You may also be asked to sign a retainer agreement, sometimes also called an engagement letter. A retainer agreement is a contract with your lawyer.
A retainer agreement establishes the lawyer-client relationship, and may cover things like:
- how much you can expect to pay (ballpark estimate)
- fees, disbursements and other costs
- retainer amount (if applicable)
- billing format, when bills are due, and interest charged if you do not pay your bill on time
- scope of the retainer: what you have hired the lawyer to do, and what you have not
- whether work may be delegated (for example, to a paralegal, articled clerk, associate, administrative support staff)
- withdrawal, transfer or termination of services
- how communication will happen (for example, email, phone, letters, etc)
Full Scope Retainer or Limited Scope Retainer?
Full Service/Scope Retainer: The lawyer will provide full representation, dealing with all aspects of the matter from start to finish, to resolve the client's legal problem.
Limited Scope Retainer: The lawyer provides legal services for part, but not all, of a client’s legal problem, by agreement with the client. This is sometimes also called 'unbundled legal services'.
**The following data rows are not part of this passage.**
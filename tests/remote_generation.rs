//! Integration tests for remote generation over real HTTP.
//!
//! Each test stands up a one-shot responder on a local port so the reqwest
//! backend, status handling and body parsing are exercised end to end.

use promokit::orchestration::{
    ArtistProfile, ChatCompletionClient, ContentBundle, ContentSource, FallbackGenerator,
    GeneratorConfig, Orchestrator,
};
use std::net::SocketAddr;
use std::sync::Arc;
use std::time::{Duration, Instant};
use tokio::io::{AsyncReadExt, AsyncWriteExt};
use tokio::net::TcpListener;
use tokio::task::JoinHandle;

// ---------------------------------------------------------------------------
// Helpers
// ---------------------------------------------------------------------------

/// Accept one connection, capture the request, answer with the given status and body.
async fn serve_once(status: &'static str, body: String) -> (SocketAddr, JoinHandle<String>) {
    let listener = TcpListener::bind("127.0.0.1:0").await.unwrap();
    let addr = listener.local_addr().unwrap();

    let handle = tokio::spawn(async move {
        let (mut socket, _) = listener.accept().await.unwrap();
        let request = read_request(&mut socket).await;

        let response = format!(
            "HTTP/1.1 {}\r\nContent-Type: application/json\r\n\
             Content-Length: {}\r\nConnection: close\r\n\r\n{}",
            status,
            body.len(),
            body
        );
        socket.write_all(response.as_bytes()).await.unwrap();
        socket.shutdown().await.ok();

        request
    });

    (addr, handle)
}

async fn read_request(socket: &mut tokio::net::TcpStream) -> String {
    let mut data = Vec::new();
    let mut chunk = [0u8; 4096];

    loop {
        let n = socket.read(&mut chunk).await.unwrap();
        if n == 0 {
            break;
        }
        data.extend_from_slice(&chunk[..n]);

        let text = String::from_utf8_lossy(&data);
        if let Some(header_end) = text.find("\r\n\r\n") {
            let content_length = text[..header_end]
                .lines()
                .filter_map(|line| line.split_once(':'))
                .find(|(name, _)| name.trim().eq_ignore_ascii_case("content-length"))
                .and_then(|(_, value)| value.trim().parse::<usize>().ok())
                .unwrap_or(0);

            if data.len() >= header_end + 4 + content_length {
                break;
            }
        }
    }

    String::from_utf8_lossy(&data).into_owned()
}

fn chat_body(content: &str) -> String {
    serde_json::json!({
        "id": "chatcmpl-1",
        "object": "chat.completion",
        "choices": [
            {
                "index": 0,
                "message": {"role": "assistant", "content": content},
                "finish_reason": "stop"
            }
        ]
    })
    .to_string()
}

fn orchestrator_for(addr: SocketAddr) -> Orchestrator {
    orchestrator_with_timeout(addr, 5000)
}

fn orchestrator_with_timeout(addr: SocketAddr, timeout_ms: u64) -> Orchestrator {
    let config = GeneratorConfig {
        endpoint: format!("http://{}/v1/chat/completions", addr),
        timeout_ms,
        ..GeneratorConfig::default()
    };

    // Bypass any proxy from the environment so requests reach the local responder
    let http = reqwest::Client::builder()
        .no_proxy()
        .timeout(config.timeout())
        .build()
        .unwrap();
    let client = ChatCompletionClient::with_client(http, config.endpoint.clone());

    Orchestrator::with_backend(config, Arc::new(client))
}

fn sonic_wave() -> ArtistProfile {
    ArtistProfile::new("Sonic Wave", "Indie Pop", "18-24 alt fans").with_social_presence("5k IG")
}

fn remote_bundle() -> ContentBundle {
    let mut bundle = FallbackGenerator::generate(&sonic_wave());
    bundle.press.press_release = "Sonic Wave drops a new Indie Pop single".to_string();
    bundle.insights.top_locations[0] = "Austin, TX".to_string();
    bundle
}

// ---------------------------------------------------------------------------
// Tests
// ---------------------------------------------------------------------------

/// A well-formed response is returned as-is and tagged as remote.
#[tokio::test]
async fn well_formed_response_is_used() {
    let content = serde_json::to_string(&remote_bundle()).unwrap();
    let (addr, server) = serve_once("200 OK", chat_body(&content)).await;

    let generated = orchestrator_for(addr)
        .generate_with_source(&sonic_wave(), Some("sk-test"))
        .await;

    assert_eq!(generated.source, ContentSource::Remote);
    assert_eq!(generated.bundle, remote_bundle());

    let request = server.await.unwrap();
    let lowered = request.to_lowercase();
    assert!(request.starts_with("POST /v1/chat/completions"));
    assert!(lowered.contains("authorization: bearer sk-test"));
    assert!(request.contains("- Name: Sonic Wave"));
    assert!(request.contains("\"response_format\":{\"type\":\"json_object\"}"));
}

/// A non-2xx status yields exactly the fallback bundle.
#[tokio::test]
async fn error_status_falls_back() {
    let (addr, server) =
        serve_once("500 Internal Server Error", r#"{"error":"boom"}"#.to_string()).await;

    let bundle = orchestrator_for(addr).generate(&sonic_wave(), Some("sk-test")).await;

    assert_eq!(bundle, FallbackGenerator::generate(&sonic_wave()));
    server.await.unwrap();
}

/// An unauthorized credential is treated like any other transport failure.
#[tokio::test]
async fn unauthorized_falls_back() {
    let (addr, server) =
        serve_once("401 Unauthorized", r#"{"error":"bad key"}"#.to_string()).await;

    let generated = orchestrator_for(addr)
        .generate_with_source(&sonic_wave(), Some("sk-wrong"))
        .await;

    assert_eq!(generated.source, ContentSource::Fallback);
    server.await.unwrap();
}

/// Message content that is not a bundle yields the fallback bundle.
#[tokio::test]
async fn unparsable_content_falls_back() {
    let body = chat_body("Here are some ideas for your band!");
    let (addr, server) = serve_once("200 OK", body).await;

    let bundle = orchestrator_for(addr).generate(&sonic_wave(), Some("sk-test")).await;

    assert_eq!(bundle, FallbackGenerator::generate(&sonic_wave()));
    server.await.unwrap();
}

/// A body that is not a chat-completion response yields the fallback bundle.
#[tokio::test]
async fn non_json_body_falls_back() {
    let (addr, server) = serve_once("200 OK", "<html>gateway</html>".to_string()).await;

    let bundle = orchestrator_for(addr).generate(&sonic_wave(), Some("sk-test")).await;

    assert_eq!(bundle, FallbackGenerator::generate(&sonic_wave()));
    server.await.unwrap();
}

/// A fractional platform score is a valid number; the remote bundle is kept.
#[tokio::test]
async fn fractional_score_keeps_remote_bundle() {
    let mut value = serde_json::to_value(remote_bundle()).unwrap();
    value["insights"]["platforms"][0]["score"] = serde_json::json!(87.5);
    value["insights"]["platforms"][1]["score"] = serde_json::json!(85.0);
    let (addr, server) = serve_once("200 OK", chat_body(&value.to_string())).await;

    let generated = orchestrator_for(addr)
        .generate_with_source(&sonic_wave(), Some("sk-test"))
        .await;

    assert_eq!(generated.source, ContentSource::Remote);
    assert_eq!(generated.bundle.insights.platforms[0].score, 87.5);
    assert_eq!(generated.bundle.insights.platforms[1].score, 85.0);
    server.await.unwrap();
}

/// A server that accepts but never answers trips the request timeout.
#[tokio::test]
async fn unanswered_request_times_out_and_falls_back() {
    let listener = TcpListener::bind("127.0.0.1:0").await.unwrap();
    let addr = listener.local_addr().unwrap();

    let server = tokio::spawn(async move {
        let (mut socket, _) = listener.accept().await.unwrap();
        read_request(&mut socket).await;
        tokio::time::sleep(Duration::from_secs(10)).await;
        drop(socket);
    });

    let started = Instant::now();
    let generated = orchestrator_with_timeout(addr, 200)
        .generate_with_source(&sonic_wave(), Some("sk-test"))
        .await;
    let elapsed = started.elapsed();

    assert_eq!(generated.source, ContentSource::Fallback);
    assert_eq!(generated.bundle, FallbackGenerator::generate(&sonic_wave()));
    assert!(elapsed < Duration::from_secs(5), "took {:?}", elapsed);

    server.abort();
}

/// Nothing listening on the port: the connection error is swallowed.
#[tokio::test]
async fn connection_refused_falls_back() {
    let listener = TcpListener::bind("127.0.0.1:0").await.unwrap();
    let addr = listener.local_addr().unwrap();
    drop(listener);

    let generated = orchestrator_for(addr)
        .generate_with_source(&sonic_wave(), Some("sk-test"))
        .await;

    assert_eq!(generated.source, ContentSource::Fallback);
    assert_eq!(generated.bundle, FallbackGenerator::generate(&sonic_wave()));
}

/// Without a credential no connection is made at all.
#[tokio::test]
async fn missing_credential_never_connects() {
    let listener = TcpListener::bind("127.0.0.1:0").await.unwrap();
    let addr = listener.local_addr().unwrap();

    let bundle = orchestrator_for(addr).generate(&sonic_wave(), None).await;
    assert_eq!(bundle, FallbackGenerator::generate(&sonic_wave()));

    let accepted = tokio::time::timeout(Duration::from_millis(100), listener.accept()).await;
    assert!(accepted.is_err(), "no connection should have been attempted");
}

/// The documented example: no credential, fallback press release names the artist.
#[tokio::test]
async fn sonic_wave_example_without_credential() {
    let orchestrator = Orchestrator::new("gpt-4o").unwrap();
    let bundle = orchestrator.generate(&sonic_wave(), None).await;

    let release = &bundle.press.press_release;
    assert!(release.contains("Sonic Wave"));
    assert!(release.contains("Indie Pop"));
    assert!(!release.contains('{') && !release.contains('}'));

    let no_presence = ArtistProfile::new("Sonic Wave", "Indie Pop", "18-24 alt fans");
    let bundle = orchestrator.generate(&no_presence, None).await;
    assert!(bundle.press.press_release.contains("their growing reputation"));
}
// Chat-completion client for remote content generation

use super::error::{GenerationError, OrchestratorError};
use async_trait::async_trait;
use serde::{Deserialize, Serialize};
use std::time::Duration;

#[derive(Debug, Clone, Serialize)]
pub struct CompletionRequest {
    pub model: String,
    pub messages: Vec<Message>,
    pub temperature: f32,
    pub max_tokens: u32,
    pub response_format: ResponseFormat,
}

impl CompletionRequest {
    /// Single system-message request asking for a JSON object back
    pub fn json_instruction(
        model: impl Into<String>,
        instruction: impl Into<String>,
        temperature: f32,
        max_tokens: u32,
    ) -> Self {
        Self {
            model: model.into(),
            messages: vec![Message {
                role: "system".to_string(),
                content: instruction.into(),
            }],
            temperature,
            max_tokens,
            response_format: ResponseFormat::json_object(),
        }
    }
}

#[derive(Debug, Clone, Serialize, Deserialize)]
pub struct Message {
    pub role: String,
    pub content: String,
}

#[derive(Debug, Clone, Serialize)]
pub struct ResponseFormat {
    #[serde(rename = "type")]
    pub kind: String,
}

impl ResponseFormat {
    pub fn json_object() -> Self {
        Self {
            kind: "json_object".to_string(),
        }
    }
}

#[derive(Deserialize)]
struct ChatResponse {
    #[serde(default)]
    choices: Vec<Choice>,
}

#[derive(Deserialize)]
struct Choice {
    message: ResponseMessage,
}

#[derive(Deserialize)]
struct ResponseMessage {
    #[serde(default)]
    content: Option<String>,
}

/// Extract the first choice's message content from a raw response body
fn first_choice_content(body: &str) -> Result<String, GenerationError> {
    let response: ChatResponse = serde_json::from_str(body)?;

    response
        .choices
        .into_iter()
        .next()
        .and_then(|choice| choice.message.content)
        .ok_or_else(|| {
            GenerationError::MalformedResponse("response has no message content".to_string())
        })
}

/// Something that can answer a completion request
#[async_trait]
pub trait CompletionBackend: Send + Sync {
    /// Send one request and return the content of the first choice
    async fn complete(
        &self,
        request: &CompletionRequest,
        credential: &str,
    ) -> Result<String, GenerationError>;
}

/// Chat-completion API client over HTTPS
pub struct ChatCompletionClient {
    client: reqwest::Client,
    endpoint: String,
}

impl ChatCompletionClient {
    pub fn new(endpoint: impl Into<String>, timeout: Duration) -> Result<Self, OrchestratorError> {
        let client = reqwest::Client::builder().timeout(timeout).build()?;

        Ok(Self::with_client(client, endpoint))
    }

    /// Use an already configured reqwest client
    pub fn with_client(client: reqwest::Client, endpoint: impl Into<String>) -> Self {
        Self {
            client,
            endpoint: endpoint.into(),
        }
    }

    pub fn endpoint(&self) -> &str {
        &self.endpoint
    }
}

#[async_trait]
impl CompletionBackend for ChatCompletionClient {
    async fn complete(
        &self,
        request: &CompletionRequest,
        credential: &str,
    ) -> Result<String, GenerationError> {
        tracing::debug!(
            endpoint = %self.endpoint,
            model = %request.model,
            max_tokens = request.max_tokens,
            "Sending completion request"
        );

        let response = self
            .client
            .post(&self.endpoint)
            .bearer_auth(credential)
            .json(request)
            .send()
            .await?;

        let status = response.status();
        if !status.is_success() {
            return Err(GenerationError::TransportFailure(format!(
                "API request failed with status {}",
                status
            )));
        }

        let body = response.text().await?;
        first_choice_content(&body)
    }
}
Examples of a Limited Scope Retainer are where a lawyer:
- drafts or reviews court documents, like pleadings or a brief, as a 'ghost-writer'
- only does part of a court process, like questioning a witness (direct or cross-examination), or doing a sentencing hearing
- advises about whether a client should accept a proposed settlement or transaction, like giving independent legal advice on a proposed separation agreement
- provides outside court logistical and strategic help to a self-represented litigant, sometimes called 'coaching'.
Representing Yourself? A Limited Scope Retainer or 'unbundled' legal services may be a good option.